In order to hasten the assimilation of knowledge and enlightenment, the scriptures strongly suggest that you must seek a guru. A guru must be a realised soul himself, for if an ignorant man starts teaching others, it will be like the blind leading the blind. Instead of doing any good, such teaching only does harm. Only after the realisation of Bhagwan does one attain inner vision. Only then can one diagnose another person’s spiritual malady and give instructions. Thus a teacher is not only aware of universal consciousness, but is also established in it. The guru instructs the disciple to perform certain works and to refrain from others. Again, he advises the pupil to perform action, without desiring the result. It is like getting rid of a disease by means of medicine, under the instructions of a competent physician, Shankaracharya says that the teacher is one who is endowed with the power of furnishing arguments, pros and cons, of understanding questions and answering them. A guru possesses tranquility, self control, compassion and an innate desire to help others. He is well versed with the scriptures, is not attached to worldly and other enjoyments and has renounced attachment to all kinds of actions. He is thus of impeccable conduct, never transgresses rules and is devoid of short comings in the form of jealousy, pride, deceit, anger, ego etc. The sole aim of the guru is to help others and a desire to impart knowledge of the Brahman (ie. Bhagwan/universal consciousness).
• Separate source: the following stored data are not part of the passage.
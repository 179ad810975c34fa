//! Encoder progress parsing.
//!
//! FFmpeg's `-progress pipe:1` stream is key=value lines. The elapsed
//! output time arrives as `out_time_ms` — which, despite the name, is in
//! microseconds — with an `out_time=HH:MM:SS.ffffff` fallback.

use montage_core::format_eta;

/// A progress update forwarded to the UI.
#[derive(Debug, Clone, PartialEq)]
pub struct ExportProgress {
    /// Completion percentage, 0–100.
    pub percent: f64,
    /// Human-readable remaining-time estimate, once enough has been
    /// observed to extrapolate the encoding rate.
    pub time_remaining: Option<String>,
}

/// Incremental parser over the progress stream.
pub struct ProgressParser {
    total_duration: f64,
    encoded: f64,
}

impl ProgressParser {
    pub fn new(total_duration: f64) -> Self {
        Self {
            total_duration,
            encoded: 0.0,
        }
    }

    /// Consume one line of the progress stream. `elapsed_wall` is seconds
    /// since the encoder was spawned, used to estimate the remaining time
    /// from the observed encoding rate.
    pub fn parse_line(&mut self, line: &str, elapsed_wall: f64) -> Option<ExportProgress> {
        let line = line.trim();
        if let Some(value) = line.strip_prefix("out_time_ms=") {
            // Microseconds, not milliseconds.
            let micros: f64 = value.parse().ok()?;
            self.encoded = micros / 1_000_000.0;
        } else if let Some(value) = line.strip_prefix("out_time=") {
            self.encoded = parse_clock(value)?;
        } else if line == "progress=end" {
            self.encoded = self.total_duration;
        } else {
            return None;
        }
        Some(self.snapshot(elapsed_wall))
    }

    fn snapshot(&self, elapsed_wall: f64) -> ExportProgress {
        let percent = if self.total_duration > 0.0 {
            (self.encoded / self.total_duration * 100.0).clamp(0.0, 100.0)
        } else {
            0.0
        };
        let time_remaining = if self.encoded > 0.0 && elapsed_wall > 0.0 {
            let rate = self.encoded / elapsed_wall;
            let remaining = (self.total_duration - self.encoded).max(0.0) / rate;
            Some(format_eta(remaining))
        } else {
            None
        };
        ExportProgress {
            percent,
            time_remaining,
        }
    }
}

/// Parse `HH:MM:SS.ffffff` into seconds.
fn parse_clock(value: &str) -> Option<f64> {
    let mut parts = value.trim().splitn(3, ':');
    let hours: f64 = parts.next()?.parse().ok()?;
    let minutes: f64 = parts.next()?.parse().ok()?;
    let seconds: f64 = parts.next()?.parse().ok()?;
    Some(hours * 3600.0 + minutes * 60.0 + seconds)
}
Ramkrishna Paramhansa describes the classes of a guru, with a lucid and interesting example.
“There are three classes of physician, superiors, mediocre and inferior. The physician; who just feels the patient’s pulse and just says to him, take the medicine regularly, belongs to the inferior class. He doesn’t care to enquire whether or not the patient has actually taken the medicine. The medicocre physician is he who persuades the patient in various ways to take the medicine and says to him sweetly. ‘My good man, how will you be cured unless you use the medicine? Take this medicine, I have made it myself for you.’ But he who finds the patient, stubbornly refusing to take the medicine, forcing it down his throat, going so far as to put his knee on the patient’s chest, is the best physician. It does not injure the patient, on the contrary it does him good. Like the physician, there are three types of religious teachers. The inferior teacher only gives instructions to the disciple, but makes no enquiry about the progress. The mediocre teacher, for the good of the student makes repeated efforts to bring the instruction home to him, begs him to assimilate it and shows him love in many other ways. But there is a kind of teacher, who goes to the length of using force, when the student is unyielding. I call him the best teacher.”
If a man is initiated by a human guru, he will not achieve anything, if he regards a guru as a mere man. The guru should be regarded as a direct manifestation of the Supreme. Only then can the man have faith in the mantra given by the guru. Once a man has faith, he achieves all. Thus in the ancient times, a student went to live in the ashram of a guru, not just to learn the scriptures, but to also understand how to practise them in his daily life. What differentiates a guru from an arm chair professor (one with bookish knowledge only), is experience. The hallmark of a true guru is experience. Not only does he have knowledge of the Supreme, but he has also experienced Him, which he now teaches his disciple out of concern for his welfare and well being.